ASSIGNED TASK => Transcribe exactly the line containing "the composer's boundary." plus every later line in the data.

[Collected data]
⟨

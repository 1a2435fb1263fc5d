//! Error type for composer operations.

use mosaic_core::FragmentError;
use mosaic_fetch::FetchError;

/// Failures on the composer's asset and gateway paths.
///
/// Content and placeholder retrieval never produce these; they degrade to
/// fallbacks instead.
#[derive(Debug, thiserror::Error)]
pub enum StorefrontError {
    #[error(transparent)]
    Fetch(#[from] FetchError),

    #[error(transparent)]
    Fragment(#[from] FragmentError),

    #[error("Unknown fragment: {0}")]
    UnknownFragment(String),

    #[error("Unknown gateway '{gateway}' referenced by page {page}")]
    UnknownGateway { page: String, gateway: String },

    #[error("Failed to encode page: {0}")]
    Encode(#[from] serde_json::Error),
}

impl StorefrontError {
    /// HTTP status this error maps to at the composer's boundary.
    pub fn status(&self) -> http::StatusCode {
        match self {
            Self::Fetch(FetchError::Http { status: 404, .. }) => http::StatusCode::NOT_FOUND,
            Self::Fetch(_) => http::StatusCode::BAD_GATEWAY,
            Self::Fragment(err) => err.status(),
            Self::UnknownFragment(_) => http::StatusCode::NOT_FOUND,
            Self::UnknownGateway { .. } | Self::Encode(_) => {
                http::StatusCode::INTERNAL_SERVER_ERROR
            }
        }
    }
}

⟩

THE ANSWER =>
    /// HTTP status this error maps to at the composer's boundary.
    pub fn status(&self) -> http::StatusCode {
        match self {
            Self::Fetch(FetchError::Http { status: 404, .. }) => http::StatusCode::NOT_FOUND,
            Self::Fetch(_) => http::StatusCode::BAD_GATEWAY,
            Self::Fragment(err) => err.status(),
            Self::UnknownFragment(_) => http::StatusCode::NOT_FOUND,
            Self::UnknownGateway { .. } | Self::Encode(_) => {
                http::StatusCode::INTERNAL_SERVER_ERROR
            }
        }
    }
}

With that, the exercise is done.